This content was originally published by the Longmont Observer and is licensed under a Creative Commons license.
Issued: Saturday July 8, 2017
By John Ensworth
This feature will run as close to daily as possible in this location on the Longmont Observer.
This article will provide a brief discussion concerning the ‘why’ behind the weather with a focus on severe weather, unusual weather, and snow (especially trying to predict snow depth and its human impact in Longmont).
Discussion:
The big ridge, described yesterday, has rocked just a tad further west and is centered over south-central Utah. Colorado is still sitting on the right side of this ridge. Our fairly faint, slow moving, cool front that is backing in from the northeast, won’t make as much progress south as expected yesterday… so the marginal risk of severe weather (1 on a scale of 1-5) will include Denver and areas south and east of the big city. Longmont is not expected to be at risk of severe weather on Saturday with temperatures at their lowest this week (but still upper 80’s). Our average high for this date is 86F and our average low is 61F. We are not too far above average. Nice!
With the front at its furthest south, and the ridge at its furthest west today, ripples in the jet stream will move out of the northwest (in what is called northwest flow) which might kick off a couple rounds of weak to moderately strong storms in the foothills. These widely scattered storms will move southeast through afternoon and early evening. BySunday, the ridge will be on the move eastward passing over us and drying us out with near 100F temperatures still expected on Monday.

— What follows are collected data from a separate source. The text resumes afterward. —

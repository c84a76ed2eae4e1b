//! Field tables for the stats sub-groups

use super::{apply_fields, FieldDescriptor, FieldKind, FieldTable};
use crate::stats::{DefenseStats, ManaFromDamage, OffenseStats, Omnivamp, ResourceStats, Stats};

impl FieldTable for Stats {
    const FIELDS: &'static [FieldDescriptor<Self>] = &[
        FieldDescriptor {
            key: "offense",
            kind: FieldKind::Group(|s, doc, path, report| apply_fields(&mut s.offense, doc, path, report)),
        },
        FieldDescriptor {
            key: "defense",
            kind: FieldKind::Group(|s, doc, path, report| apply_fields(&mut s.defense, doc, path, report)),
        },
        FieldDescriptor {
            key: "resource",
            kind: FieldKind::Group(|s, doc, path, report| apply_fields(&mut s.resource, doc, path, report)),
        },
    ];
}

impl FieldTable for OffenseStats {
    const FIELDS: &'static [FieldDescriptor<Self>] = &[
        FieldDescriptor {
            key: "range",
            kind: FieldKind::Number(|o, v| o.range = v),
        },
        FieldDescriptor {
            key: "base_attack_damage",
            kind: FieldKind::Number(|o, v| o.base_attack_damage = v),
        },
        FieldDescriptor {
            key: "attack_damage",
            kind: FieldKind::Number(|o, v| o.attack_damage = v),
        },
        FieldDescriptor {
            key: "ability_power",
            kind: FieldKind::Number(|o, v| o.ability_power = v),
        },
        FieldDescriptor {
            key: "attack_speed",
            kind: FieldKind::Number(|o, v| o.attack_speed = v),
        },
        FieldDescriptor {
            key: "critical_strike_chance",
            kind: FieldKind::Number(|o, v| o.crit_chance = v),
        },
        FieldDescriptor {
            key: "critical_strike_damage",
            kind: FieldKind::Number(|o, v| o.crit_damage = v),
        },
        FieldDescriptor {
            key: "omnivamp",
            kind: FieldKind::Group(|o, doc, path, report| apply_fields(&mut o.omnivamp, doc, path, report)),
        },
        FieldDescriptor {
            key: "damage_amp",
            kind: FieldKind::Number(|o, v| o.damage_amp = v),
        },
    ];
}

impl FieldTable for Omnivamp {
    const FIELDS: &'static [FieldDescriptor<Self>] = &[
        FieldDescriptor {
            key: "omnivamp_min",
            kind: FieldKind::Number(|o, v| o.min = v),
        },
        FieldDescriptor {
            key: "omnivamp_max",
            kind: FieldKind::Number(|o, v| o.max = v),
        },
        FieldDescriptor {
            key: "current_omnivamp",
            kind: FieldKind::Number(|o, v| o.current = v),
        },
    ];
}

impl FieldTable for DefenseStats {
    const FIELDS: &'static [FieldDescriptor<Self>] = &[
        FieldDescriptor {
            key: "hp",
            kind: FieldKind::Number(|d, v| d.hp = v),
        },
        FieldDescriptor {
            key: "armor",
            kind: FieldKind::Number(|d, v| d.armor = v),
        },
        FieldDescriptor {
            key: "magic_resist",
            kind: FieldKind::Number(|d, v| d.magic_resist = v),
        },
        FieldDescriptor {
            key: "durability",
            kind: FieldKind::Number(|d, v| d.durability = v),
        },
        FieldDescriptor {
            key: "target_priority",
            kind: FieldKind::Number(|d, v| d.target_priority = v),
        },
    ];
}

impl FieldTable for ResourceStats {
    const FIELDS: &'static [FieldDescriptor<Self>] = &[
        FieldDescriptor {
            key: "mana_min",
            kind: FieldKind::Number(|r, v| r.mana_min = v),
        },
        FieldDescriptor {
            key: "mana_max",
            kind: FieldKind::Number(|r, v| r.mana_max = v),
        },
        FieldDescriptor {
            key: "mana_start",
            kind: FieldKind::Number(|r, v| r.mana_start = v),
        },
        FieldDescriptor {
            key: "mana_regen",
            kind: FieldKind::Number(|r, v| r.mana_regen = v),
        },
        FieldDescriptor {
            key: "mana_from_damage",
            kind: FieldKind::Group(|r, doc, path, report| apply_fields(&mut r.mana_from_damage, doc, path, report)),
        },
        FieldDescriptor {
            key: "mana_per_hit",
            kind: FieldKind::Number(|r, v| r.mana_per_hit = v),
        },
    ];
}

impl FieldTable for ManaFromDamage {
    const FIELDS: &'static [FieldDescriptor<Self>] = &[
        FieldDescriptor {
            key: "enabled",
            kind: FieldKind::Flag(|m, v| m.enabled = v),
        },
        FieldDescriptor {
            key: "pre_mitigation_ratio",
            kind: FieldKind::Number(|m, v| m.pre_mitigation_ratio = v),
        },
        FieldDescriptor {
            key: "post_mitigation_ratio",
            kind: FieldKind::Number(|m, v| m.post_mitigation_ratio = v),
        },
        FieldDescriptor {
            key: "per_instance_cap",
            kind: FieldKind::Number(|m, v| m.per_instance_cap = v),
        },
    ];
}
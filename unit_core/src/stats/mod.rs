//! Stats - The attribute profile of a unit (offense, defense, resource)

mod options;
mod sanitize;
mod validate;

pub use options::{build_stats, DefenseField, OffenseField, ResourceUpdate, StatGroup, StatOption};
pub use sanitize::{clamp_interval, floor_at, non_negative};

pub(crate) use sanitize::{sanitize_defense, sanitize_offense, sanitize_resource};

use serde::{Deserialize, Serialize};
use std::fmt;

/// Complete attribute profile for a unit
///
/// Every value handed out by the pipeline is sanitized and validated, see
/// [`Stats::sanitized`] and [`Stats::validate`].
#[derive(Debug, Clone, Copy, PartialEq, Serialize, Deserialize)]
pub struct Stats {
    pub offense: OffenseStats,
    pub defense: DefenseStats,
    pub resource: ResourceStats,
}

/// Offensive stats
#[derive(Debug, Clone, Copy, Default, PartialEq, Serialize, Deserialize)]
pub struct OffenseStats {
    /// Attack range in hexes (must be at least 1)
    pub range: f64,
    pub base_attack_damage: f64,
    pub attack_damage: f64,
    pub ability_power: f64,
    pub attack_speed: f64,
    /// Not capped at 1.0 here; overflow is converted by the combat engine
    #[serde(rename = "critical_strike_chance")]
    pub crit_chance: f64,
    /// Crit multiplier, floored at 1.0
    #[serde(rename = "critical_strike_damage")]
    pub crit_damage: f64,
    pub omnivamp: Omnivamp,
    /// Flat damage amplification, the only signed stat
    pub damage_amp: f64,
}

/// Healing from damage dealt, bounded by `min..=max`
#[derive(Debug, Clone, Copy, Default, PartialEq, Serialize, Deserialize)]
pub struct Omnivamp {
    #[serde(rename = "omnivamp_min")]
    pub min: f64,
    #[serde(rename = "omnivamp_max")]
    pub max: f64,
    #[serde(rename = "current_omnivamp")]
    pub current: f64,
}

/// Defensive stats
#[derive(Debug, Clone, Copy, Default, PartialEq, Serialize, Deserialize)]
pub struct DefenseStats {
    pub hp: f64,
    pub armor: f64,
    pub magic_resist: f64,
    pub durability: f64,
    /// Tie-break bias in [-1, +1]: -1 less likely to be targeted, +1 more likely.
    /// Targeting only consults it when distance and other primary criteria tie.
    pub target_priority: f64,
}

/// Mana gauge and its gain rules
#[derive(Debug, Clone, Copy, Default, PartialEq, Serialize, Deserialize)]
pub struct ResourceStats {
    pub mana_min: f64,
    pub mana_max: f64,
    pub mana_start: f64,
    /// Mana per second
    pub mana_regen: f64,
    pub mana_from_damage: ManaFromDamage,
    /// Flat mana gained per attack landed
    pub mana_per_hit: f64,
}

/// Mana generated when taking damage
///
/// Gain per instance = `pre_mitigation_ratio × damage_before_reductions
/// + post_mitigation_ratio × damage_after_reductions`, capped at
/// `per_instance_cap` (0 = no cap).
#[derive(Debug, Clone, Copy, Default, PartialEq, Serialize, Deserialize)]
pub struct ManaFromDamage {
    pub enabled: bool,
    pub pre_mitigation_ratio: f64,
    pub post_mitigation_ratio: f64,
    pub per_instance_cap: f64,
}

const BASELINE: Stats = Stats {
    offense: OffenseStats {
        range: 1.0,
        base_attack_damage: 0.0,
        attack_damage: 0.0,
        ability_power: 0.0,
        attack_speed: 0.0,
        crit_chance: 0.25,
        crit_damage: 1.4,
        omnivamp: Omnivamp {
            min: 0.0,
            max: 0.0,
            current: 0.0,
        },
        damage_amp: 0.0,
    },
    defense: DefenseStats {
        hp: 0.0,
        armor: 0.0,
        magic_resist: 0.0,
        durability: 0.0,
        target_priority: 0.0,
    },
    resource: ResourceStats {
        mana_min: 0.0,
        mana_max: 0.0,
        mana_start: 0.0,
        mana_regen: 0.0,
        mana_from_damage: ManaFromDamage {
            enabled: false,
            pre_mitigation_ratio: 0.0,
            post_mitigation_ratio: 0.0,
            per_instance_cap: 0.0,
        },
        mana_per_hit: 0.0,
    },
};

impl Default for Stats {
    fn default() -> Self {
        Self::baseline()
    }
}

impl Stats {
    /// Fresh copy of the baseline every unit starts from
    pub fn baseline() -> Self {
        BASELINE
    }

    /// Re-apply every sub-group sanitizer
    pub fn sanitized(self) -> Self {
        Stats {
            offense: sanitize_offense(self.offense),
            defense: sanitize_defense(self.defense),
            resource: sanitize_resource(self.resource),
        }
    }

    /// Every numeric field paired with its dotted document path
    pub fn numeric_fields(&self) -> Vec<(&'static str, f64)> {
        let o = &self.offense;
        let d = &self.defense;
        let r = &self.resource;
        vec![
            ("offense.range", o.range),
            ("offense.base_attack_damage", o.base_attack_damage),
            ("offense.attack_damage", o.attack_damage),
            ("offense.ability_power", o.ability_power),
            ("offense.attack_speed", o.attack_speed),
            ("offense.critical_strike_chance", o.crit_chance),
            ("offense.critical_strike_damage", o.crit_damage),
            ("offense.omnivamp.omnivamp_min", o.omnivamp.min),
            ("offense.omnivamp.omnivamp_max", o.omnivamp.max),
            ("offense.omnivamp.current_omnivamp", o.omnivamp.current),
            ("offense.damage_amp", o.damage_amp),
            ("defense.hp", d.hp),
            ("defense.armor", d.armor),
            ("defense.magic_resist", d.magic_resist),
            ("defense.durability", d.durability),
            ("defense.target_priority", d.target_priority),
            ("resource.mana_min", r.mana_min),
            ("resource.mana_max", r.mana_max),
            ("resource.mana_start", r.mana_start),
            ("resource.mana_regen", r.mana_regen),
            ("resource.mana_per_hit", r.mana_per_hit),
            (
                "resource.mana_from_damage.pre_mitigation_ratio",
                r.mana_from_damage.pre_mitigation_ratio,
            ),
            (
                "resource.mana_from_damage.post_mitigation_ratio",
                r.mana_from_damage.post_mitigation_ratio,
            ),
            (
                "resource.mana_from_damage.per_instance_cap",
                r.mana_from_damage.per_instance_cap,
            ),
        ]
    }
}

impl ResourceStats {
    /// True when any numeric field, including the mana-from-damage rule, is NaN or infinite
    pub fn has_non_finite(&self) -> bool {
        let mfd = &self.mana_from_damage;
        [
            self.mana_min,
            self.mana_max,
            self.mana_start,
            self.mana_regen,
            self.mana_per_hit,
            mfd.pre_mitigation_ratio,
            mfd.post_mitigation_ratio,
            mfd.per_instance_cap,
        ]
        .iter()
        .any(|v| !v.is_finite())
    }
}

impl fmt::Display for Stats {
    fn fmt(&self, f: &mut fmt::Formatter<'_>) -> fmt::Result {
        match serde_json::to_string_pretty(self) {
            Ok(json) => f.write_str(&json),
            Err(e) => write!(f, "Stats<serialize error: {}>", e),
        }
    }
}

In a look at the longer range: there is a hint that some tropical moisture will make it into Colorado around the end of next week that could spell our first taste of the summer ‘monsoon.’ We need this ridge to move further east so we get a more southeast to south flow over the state. More on that later.
Bio:
John Ensworth works from Longmont as the Principle Investigator for the NASA Science Mission Directorate Earth and space science education product review. He is in his 14th year running this review. He is an astronomer (from the 2nd grade onward) and became a meteorologist (in the 5th grade) when a thunderstorm in Arizona rained on his telescope when the weather service had only forecasted a 10% chance of rain. He has college degrees in physics and astronomy and climatology and a graduate degree in meteorology and earth science. He lectures at the Little Thompson Observatory in Berthoud, the Estes Park Memorial Observatory in Estes Park, and for a number of online universities. He built and runs a backyard observatory near Pace and 17th in northeast Longmont where he has lived for 8 years with his wife, daughter, son, and two cats. Invitations to open house nights at this observatory, LTO, and EPMO will be posted with future discussions when they are scheduled.
Forecasting severe weather and snow amounts via text lead to this column. He began texting friends about the weather right after the September 2013 flood. The readers of this column will, hopefully, keep him honest in what he ‘thought’ he had forecasted for ‘the most recent’ storm.